Extracted data entries:

# # # #

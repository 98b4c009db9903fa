/// Format a list of target names as a single bracketed line, e.g.
/// `["a", "b", "c"]`. An empty list renders as `[]`.
pub fn render_list(names: &[String]) -> String {
    let quoted: Vec<String> = names.iter().map(|n| format!("\"{}\"", n)).collect();
    format!("[{}]", quoted.join(", "))
}
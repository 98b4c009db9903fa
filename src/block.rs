use std::sync::LazyLock;

use regex::Regex;

// The declaration looks like `pub const targets = .{ ... };`. The capture
// starts right after the `.` and runs to the first `};`, so it includes the
// opening `{` of the anonymous list. Callers only pull quoted names out of
// it, so the extra brace is harmless.
static BLOCK_RE: LazyLock<Regex> = LazyLock::new(|| {
    Regex::new(r"(?s)pub const targets = \.(.*?)\};").expect("block pattern is valid")
});

/// Find the body of the first `targets` declaration in the configuration
/// text, or `None` when the file declares no such list.
pub fn find_targets_block(contents: &str) -> Option<&str> {
    BLOCK_RE
        .captures(contents)
        .and_then(|caps| caps.get(1))
        .map(|m| m.as_str())
}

# # # #

Each line in the records above with "names" must be returned.

■ **Expected answer**:
/// Format a list of target names as a single bracketed line, e.g.
pub fn render_list(names: &[String]) -> String {
    let quoted: Vec<String> = names.iter().map(|n| format!("\"{}\"", n)).collect();
// opening `{` of the anonymous list. Callers only pull quoted names out of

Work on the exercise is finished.